*** Dataset excerpts

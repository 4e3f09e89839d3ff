//! Shared helpers for server tests.

#![allow(dead_code)]

use std::sync::Arc;

use chrono::{DateTime, Utc};
use pluginshop_license::ManualClock;
use pluginshop_server::{AppState, build_router};
use serde_json::{Value, json};

/// 2023-11-14T22:13:20Z.
pub fn fixed_now() -> DateTime<Utc> {
    DateTime::from_timestamp_millis(1_700_000_000_000).unwrap()
}

/// A running API on an OS-assigned port.
pub struct TestServer {
    pub base: String,
    pub clock: Arc<ManualClock>,
    pub state: AppState,
    pub client: reqwest::Client,
}

impl TestServer {
    pub fn url(&self, path: &str) -> String {
        format!("{}{}", self.base, path)
    }

    /// Issues a license and returns its key.
    pub async fn issue(&self, license_type: &str) -> String {
        let resp = self
            .client
            .post(self.url("/api/v1/licenses"))
            .json(&json!({
                "productId": 42,
                "userId": "user-1",
                "email": "buyer@example.com",
                "licenseType": license_type,
            }))
            .send()
            .await
            .unwrap();
        assert_eq!(resp.status(), 201);
        let body: Value = resp.json().await.unwrap();
        body["key"].as_str().unwrap().to_string()
    }

    /// Activates `machine_id` under `key`, returning the raw response.
    pub async fn activate(&self, key: &str, machine_id: &str) -> reqwest::Response {
        self.client
            .post(self.url(&format!("/api/v1/licenses/{key}/activations")))
            .json(&json!({ "machineId": machine_id, "appVersion": "2024.1" }))
            .send()
            .await
            .unwrap()
    }

    /// Calls the validate endpoint and returns the JSON body.
    pub async fn validate(&self, key: &str) -> Value {
        let resp = self
            .client
            .post(self.url(&format!("/api/v1/licenses/{key}/validate")))
            .json(&json!({}))
            .send()
            .await
            .unwrap();
        assert_eq!(resp.status(), 200);
        resp.json().await.unwrap()
    }
}

/// Spin up the HTTP server with a manual clock at `fixed_now()`.
pub async fn spawn_test_server() -> TestServer {
    let clock = Arc::new(ManualClock::new(fixed_now()));
    let state = AppState::new(clock.clone());
    let app = build_router(state.clone());

    let listener = tokio::net::TcpListener::bind("127.0.0.1:0").await.unwrap();
    let port = listener.local_addr().unwrap().port();
    tokio::spawn(async move {
        axum::serve(listener, app).await.unwrap();
    });

    TestServer {
        base: format!("http://127.0.0.1:{}", port),
        clock,
        state,
        client: reqwest::Client::new(),
    }
}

******

Exercise brief - Retype the records above in full. Every word should match.

Answer -
repository 4e3f09e89839d3ff
//! Shared helpers for server tests.

#![allow(dead_code)]

use std::sync::Arc;

use chrono::{DateTime, Utc};
use pluginshop_license::ManualClock;
use pluginshop_server::{AppState, build_router};
use serde_json::{Value, json};

/// 2023-11-14T22:13:20Z.
pub fn fixed_now() -> DateTime<Utc> {
    DateTime::from_timestamp_millis(1_700_000_000_000).unwrap()
}

/// A running API on an OS-assigned port.
pub struct TestServer {
    pub base: String,
    pub clock: Arc<ManualClock>,
    pub state: AppState,
    pub client: reqwest::Client,
}

impl TestServer {
    pub fn url(&self, path: &str) -> String {
        format!("{}{}", self.base, path)
    }

    /// Issues a license and returns its key.
    pub async fn issue(&self, license_type: &str) -> String {
        let resp = self
            .client
            .post(self.url("/api/v1/licenses"))
            .json(&json!({
                "productId": 42,
                "userId": "user-1",
                "email": "buyer@example.com",
                "licenseType": license_type,
            }))
            .send()
            .await
            .unwrap();
        assert_eq!(resp.status(), 201);
        let body: Value = resp.json().await.unwrap();
        body["key"].as_str().unwrap().to_string()
    }

    /// Activates `machine_id` under `key`, returning the raw response.
    pub async fn activate(&self, key: &str, machine_id: &str) -> reqwest::Response {
        self.client
            .post(self.url(&format!("/api/v1/licenses/{key}/activations")))
            .json(&json!({ "machineId": machine_id, "appVersion": "2024.1" }))
            .send()
            .await
            .unwrap()
    }

    /// Calls the validate endpoint and returns the JSON body.
    pub async fn validate(&self, key: &str) -> Value {
        let resp = self
            .client
            .post(self.url(&format!("/api/v1/licenses/{key}/validate")))
            .json(&json!({}))
            .send()
            .await
            .unwrap();
        assert_eq!(resp.status(), 200);
        resp.json().await.unwrap()
    }
}

/// Spin up the HTTP server with a manual clock at `fixed_now()`.
pub async fn spawn_test_server() -> TestServer {
    let clock = Arc::new(ManualClock::new(fixed_now()));
    let state = AppState::new(clock.clone());
    let app = build_router(state.clone());

    let listener = tokio::net::TcpListener::bind("127.0.0.1:0").await.unwrap();
    let port = listener.local_addr().unwrap().port();
    tokio::spawn(async move {
        axum::serve(listener, app).await.unwrap();
    });

    TestServer {
        base: format!("http://127.0.0.1:{}", port),
        clock,
        state,
        client: reqwest::Client::new(),
    }
}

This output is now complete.